Ghost Recon Breakpoint (PS4) – the most Ubisoft game ever

Ubisoft’s latest open world Tom Clancy game has plenty of Ghost Recon’s usual co-op action, but also lots and lots of microtransactions…

To an even greater extent than other Ubisoft franchises, Ghost Recon has been through considerable change over the course of its nearly 20-year history. It’s always been a military simulation featuring soldiers from the near future, and you’ve always had a squad of four highly trained special forces operators at your disposal, but what started as a relatively dry tactical shooter has had increasing amounts of rough and ready personality injected into it.

That process culminated in the open world of Ghost Recon Wildlands, which was largely free of cities, focusing instead on jungle, snow, and the odd gnarly industrial facility. It was also a toe in the water for reinventing the series as a service rather than a single-player game. Current video game dictum is that to make more money – and prevent players from reselling old games, thereby undermining potential sales – developers need to tie people in for years, preferably several.

That line of thinking has been expanded in Breakpoint, which goes full season pass. Its pre-release hype was dominated not by the sort of game you could expect to find, but by the reams of purchasable content you’d be able to acquire: raids, new character classes, live events, episodic content, and more. So to find the game absolutely riddled with microtransactions for both cosmetic and gameplay-altering items is unfortunately no surprise at all. But that’s not to say Breakpoint doesn’t also get some things right as well.

Sole survivor

Breakpoint’s first big decision is to locate itself on the fictional Pacific archipelago of Auroa, thereby avoiding any repeat of the – perfectly reasonable – complaints from Bolivia at how Wildlands portrayed the country. In Breakpoint’s world, Auroa is owned by Jace Skell, CEO of Skell Technology and maker of the world’s most advanced drones. To help him enhance their artificial intelligence he makes the mistake of hiring former Ghost operative Cole Walker, and private military contractor Sentinel, who promptly take over the operation, turning the islands into an almost impenetrable fortress. Your job, of course, is to get in there and fix everything by shooting it to pieces.

Once again you play as Wildlands’ hero, Nomad, although this time you can choose to be a female Nomad and customise their appearance using a limited selection of faces, hairstyles, and facial scars.

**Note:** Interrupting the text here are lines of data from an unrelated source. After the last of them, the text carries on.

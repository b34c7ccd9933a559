use std::{net, io};
use net2::TcpBuilder;
use net2::unix::UnixTcpBuilderExt;

/// Opens a reusable listening socket so a restarted server can take over the port.
pub fn create_listener(
    addr: net::SocketAddr,
    backlog: i32,
) -> io::Result<net::TcpListener> {
    let builder = match addr {
        net::SocketAddr::V4(_) => TcpBuilder::new_v4()?,
        net::SocketAddr::V6(_) => TcpBuilder::new_v6()?,
    };

    builder
        .reuse_address(true)?
        .reuse_port(true)?
        .bind(addr)?
        .listen(backlog)
}

/// Binds every address `addr` resolves to. Fails only when none could be bound.
pub fn bind_to<A: net::ToSocketAddrs>(
    addr: A,
    backlog: i32,
) -> io::Result<Vec<net::TcpListener>> {
    let mut last_err = None;
    let mut sockets = Vec::new();

    for addr in addr.to_socket_addrs()? {
        match create_listener(addr, backlog) {
            Ok(listener) => sockets.push(listener),
            Err(e) => {
                log::warn!("Failed to bind to {}: {}", addr, e);
                last_err = Some(e);
            }
        }
    }

    if !sockets.is_empty() {
        return Ok(sockets);
    }

    Err(last_err.unwrap_or_else(||
        io::Error::new(io::ErrorKind::Other, "Address resolved to nothing to bind")))
}
use snafu::{Snafu, ResultExt};

use cryptorank_data::{FetchError, MarketSource};
use cryptorank_domain::Snapshot;
use crate::convert::to_snapshot;

#[derive(Snafu, Debug)]
pub enum SnapshotError {
    #[snafu(display("Upstream rate limit exceeded"))]
    RateLimited,

    #[snafu(display("Failed to fetch markets from upstream: {}", source))]
    UpstreamError {
        source: FetchError,
    },

    #[snafu(display("Failed to encode snapshot: {}", source))]
    EndpointError {
        source: serde_json::Error,
    },
}

impl From<FetchError> for SnapshotError {
    fn from(e: FetchError) -> Self {
        if e.is_rate_limited() {
            SnapshotError::RateLimited
        } else {
            SnapshotError::UpstreamError { source: e }
        }
    }
}

/// Builds a fresh snapshot from whatever `source` currently holds.
pub async fn take_snapshot(source: &dyn MarketSource) -> Result<Snapshot, SnapshotError> {
    let markets = source.fetch_markets().await?;
    Ok(to_snapshot(&markets))
}

/// The response body for `GET /api/crypto`.
pub async fn take_snapshot_json(source: &dyn MarketSource) -> Result<Vec<u8>, SnapshotError> {
    let snapshot = take_snapshot(source).await?;
    serde_json::to_vec(&snapshot).context(EndpointError)
}
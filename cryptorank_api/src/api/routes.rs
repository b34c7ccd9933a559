use actix_web::{Responder, HttpResponse, web, get};
use chrono::Utc;

use cryptorank_data::MarketSourceRef;
use crate::api::convert::ToResponse;
use crate::api::models::{ResponseStatus, PingResponse};
use crate::snapshot;

#[get("/ping")]
pub async fn ping() -> impl Responder {
    let now = Utc::now();
    HttpResponse::Ok().json(PingResponse {
        status: ResponseStatus::Success,
        timestamp: now,
    })
}

#[get("/crypto")]
pub async fn get_crypto(source: web::Data<MarketSourceRef>) -> impl Responder {
    let result =
        snapshot::take_snapshot_json(source.get_ref().as_ref())
            .await;

    let body = match result {
        Ok(x) => x,
        Err(e) => return e.to_response(),
    };

    HttpResponse::Ok()
        .content_type("application/json")
        .body(body)
}
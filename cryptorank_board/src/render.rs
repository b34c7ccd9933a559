//! Draws the board with `ratatui` widgets.

use std::time::Duration;

use chrono::Local;
use ratatui::Frame;
use ratatui::layout::{Alignment, Constraint, Direction, Layout, Rect};
use ratatui::style::{Color, Modifier, Style};
use ratatui::text::{Line, Span};
use ratatui::widgets::{Block, BorderType, Borders, Cell, Paragraph, Row, Table, Wrap};

use cryptorank_domain::DisplayCoin;
use cryptorank_domain::format::{format_change, format_magnitude, format_price, ChangeDirection};
use crate::refresh::BoardState;

pub const SKELETON_ROWS: usize = 10;

const TITLE: &str = "Cryptocurrency Rankings";
const PLACEHOLDER: &str = "░░░░░░░░";

const HEADER: [&str; 6] = ["#", "Name", "Price", "24h", "Market Cap", "Volume"];

const COLUMN_WIDTHS: [Constraint; 6] = [
    Constraint::Length(4),
    Constraint::Length(30),
    Constraint::Length(16),
    Constraint::Length(11),
    Constraint::Length(13),
    Constraint::Length(13),
];

pub fn draw_board(f: &mut Frame, state: &BoardState, interval: Duration) {
    let banner_height = if state.error().is_some() { 3 } else { 0 };
    let chunks = Layout::default()
        .direction(Direction::Vertical)
        .constraints([
            Constraint::Length(1),
            Constraint::Length(banner_height),
            Constraint::Min(0),
            Constraint::Length(1),
        ])
        .split(f.size());

    f.render_widget(Paragraph::new(status_line(state)), chunks[0]);

    if let Some(message) = state.error() {
        f.render_widget(error_banner(message), chunks[1]);
    }

    let rows = state.coins.iter().map(coin_row);
    f.render_widget(coin_table(rows, TITLE), chunks[2]);
    f.render_widget(Paragraph::new(footer_line(interval)), chunks[3]);
}

/// What is shown before the first snapshot arrives.
pub fn draw_skeleton(f: &mut Frame) {
    let chunks = Layout::default()
        .direction(Direction::Vertical)
        .constraints([Constraint::Length(1), Constraint::Min(0)])
        .split(f.size());

    let loading = Span::styled("Loading...", Style::default().fg(Color::DarkGray));
    f.render_widget(Paragraph::new(Line::from(loading)), chunks[0]);

    let dim = Style::default().fg(Color::DarkGray);
    let rows = (0..SKELETON_ROWS).map(|_| {
        Row::new(COLUMN_WIDTHS.iter().map(|_| Cell::from(Span::styled(PLACEHOLDER, dim))))
    });
    f.render_widget(coin_table(rows, TITLE), chunks[1]);
}

/// Shown instead of the board when the first load fails.
pub fn draw_unavailable(f: &mut Frame, message: &str) {
    let area = f.size();
    let block = Block::default()
        .title(Span::styled(TITLE, Style::default().fg(Color::Cyan).add_modifier(Modifier::BOLD)))
        .borders(Borders::ALL)
        .border_type(BorderType::Rounded);
    let inner = block.inner(area);
    f.render_widget(block, area);
    if inner.width == 0 || inner.height == 0 {
        return;
    }

    let lines = vec![
        Line::from(Span::styled(
            "Unable to load cryptocurrency data",
            Style::default().add_modifier(Modifier::BOLD),
        )),
        Line::from(""),
        Line::from(vec![
            Span::styled("Details: ", Style::default().fg(Color::Red)),
            Span::raw(message.to_owned()),
        ]),
        Line::from("Check that the API server is running and try again."),
        Line::from(""),
        Line::from(vec![
            Span::raw("Press "),
            Span::styled("q", Style::default().add_modifier(Modifier::BOLD)),
            Span::raw(" or "),
            Span::styled("Esc", Style::default().add_modifier(Modifier::BOLD)),
            Span::raw(" to exit."),
        ]),
    ];

    let paragraph = Paragraph::new(lines)
        .wrap(Wrap { trim: true })
        .alignment(Alignment::Center);
    f.render_widget(paragraph, centered(inner, 8));
}

pub fn footer(interval: Duration) -> String {
    format!("Data refreshes every {} seconds • Powered by CoinGecko", interval.as_secs())
}

fn footer_line(interval: Duration) -> Line<'static> {
    Line::from(vec![
        Span::raw(footer(interval)),
        Span::styled("   r retry · q quit", Style::default().fg(Color::DarkGray)),
    ])
}

fn status_line(state: &BoardState) -> Line<'static> {
    let updated = state.last_updated.with_timezone(&Local).format("%H:%M:%S");
    let mut spans = vec![Span::raw(format!("Last updated {}", updated))];
    if state.is_refreshing() {
        spans.push(Span::styled("  (refreshing...)", Style::default().fg(Color::Yellow)));
    }
    Line::from(spans)
}

fn error_banner(message: &str) -> Paragraph<'static> {
    let red = Style::default().fg(Color::Red);
    let line = Line::from(vec![
        Span::styled(message.to_owned(), red.add_modifier(Modifier::BOLD)),
        Span::raw("  "),
        Span::styled("Press r to retry", Style::default().add_modifier(Modifier::BOLD)),
    ]);

    Paragraph::new(line)
        .block(Block::default().borders(Borders::ALL).border_style(red))
        .wrap(Wrap { trim: true })
}

fn coin_table<'a, R>(rows: R, title: &'a str) -> Table<'a>
where
    R: IntoIterator<Item = Row<'a>>,
{
    let header = Row::new(HEADER.iter().map(|h| Cell::from(*h)))
        .style(Style::default().add_modifier(Modifier::BOLD));

    Table::new(rows, COLUMN_WIDTHS)
        .header(header)
        .column_spacing(1)
        .block(Block::default()
            .title(Span::styled(title, Style::default().fg(Color::Cyan).add_modifier(Modifier::BOLD)))
            .borders(Borders::ALL)
            .border_type(BorderType::Rounded))
}

fn coin_row(coin: &DisplayCoin) -> Row<'static> {
    let (arrow, color) = match coin.direction() {
        ChangeDirection::Up => ("▲", Color::Green),
        ChangeDirection::Down => ("▼", Color::Red),
    };

    Row::new(vec![
        Cell::from(coin.rank.to_string()),
        Cell::from(format!("{} ({})", coin.name, coin.symbol)),
        Cell::from(format_price(&coin.price)),
        Cell::from(Span::styled(
            format!("{} {}", arrow, format_change(&coin.change_24h)),
            Style::default().fg(color),
        )),
        Cell::from(format_magnitude(&coin.market_cap)),
        Cell::from(format_magnitude(&coin.volume)),
    ])
}

fn centered(area: Rect, height: u16) -> Rect {
    let height = height.min(area.height);
    Rect {
        y: area.y + (area.height - height) / 2,
        height,
        ..area
    }
}
use snafu::{Snafu, ResultExt};

use crate::refresh::BoardState;
use crate::source::{RefreshError, SnapshotSource};

#[derive(Snafu, Debug)]
pub enum InitialLoadError {
    #[snafu(display("Snapshot endpoint at '{}' is unavailable: {}", url, source))]
    Unavailable {
        url: String,
        source: RefreshError,
    },
}

/// Fetches the first snapshot. Nothing is drawn from a failed load; the
/// caller decides what to show instead.
pub async fn load_initial(source: &dyn SnapshotSource, url: &str) -> Result<BoardState, InitialLoadError> {
    let coins = source.fetch_snapshot().await
        .context(Unavailable { url })?;

    info!("Loaded {} coins from '{}'", coins.len(), url);
    Ok(BoardState::seeded(coins))
}
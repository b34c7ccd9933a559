use crossterm::event::{KeyCode, KeyEvent, KeyEventKind, KeyModifiers};

/// What a key press asks the board to do.
#[derive(Copy, Clone, Eq, PartialEq, Debug)]
pub enum Command {
    Retry,
    Quit,
}

impl Command {
    /// Raw mode swallows SIGINT, so Ctrl-C arrives here as a key.
    pub fn from_key(key: &KeyEvent) -> Option<Command> {
        if key.kind != KeyEventKind::Press {
            return None;
        }

        match key.code {
            KeyCode::Char('c') if key.modifiers.contains(KeyModifiers::CONTROL) => Some(Command::Quit),
            KeyCode::Char('r') | KeyCode::Char('R') => Some(Command::Retry),
            KeyCode::Char('q') | KeyCode::Char('Q') | KeyCode::Esc => Some(Command::Quit),
            _ => None,
        }
    }
}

When you’ve decided how Nomad’s going to look, you’ll then watch them go down in a fiery helicopter crash, regaining consciousness bloodied and alone, with nothing but a pistol, flaming wreckage, and a small selection of corpses for company.

Your first order of business is survival, and to help in this your character auto-loots ammunition, medical supplies, and useful plants, so no more having to line up next to them and press a button at just the right time. At this point you realise every other game has been doing it wrong all these years, and while you’ll still need to stop and press for equipment crates and intel, it’s a welcome new feature.

It’s also a nice touch that rather than walking neatly down steep hills, you slide down in a cloud of rocks and scree. Unfortunately, the process tends to annihilate your stamina bar, which requires a brief period of walking rather than running to recharge. But like a great many things in Breakpoint, you can fix that with the right perk, which you acquire by earning skill points as you level up.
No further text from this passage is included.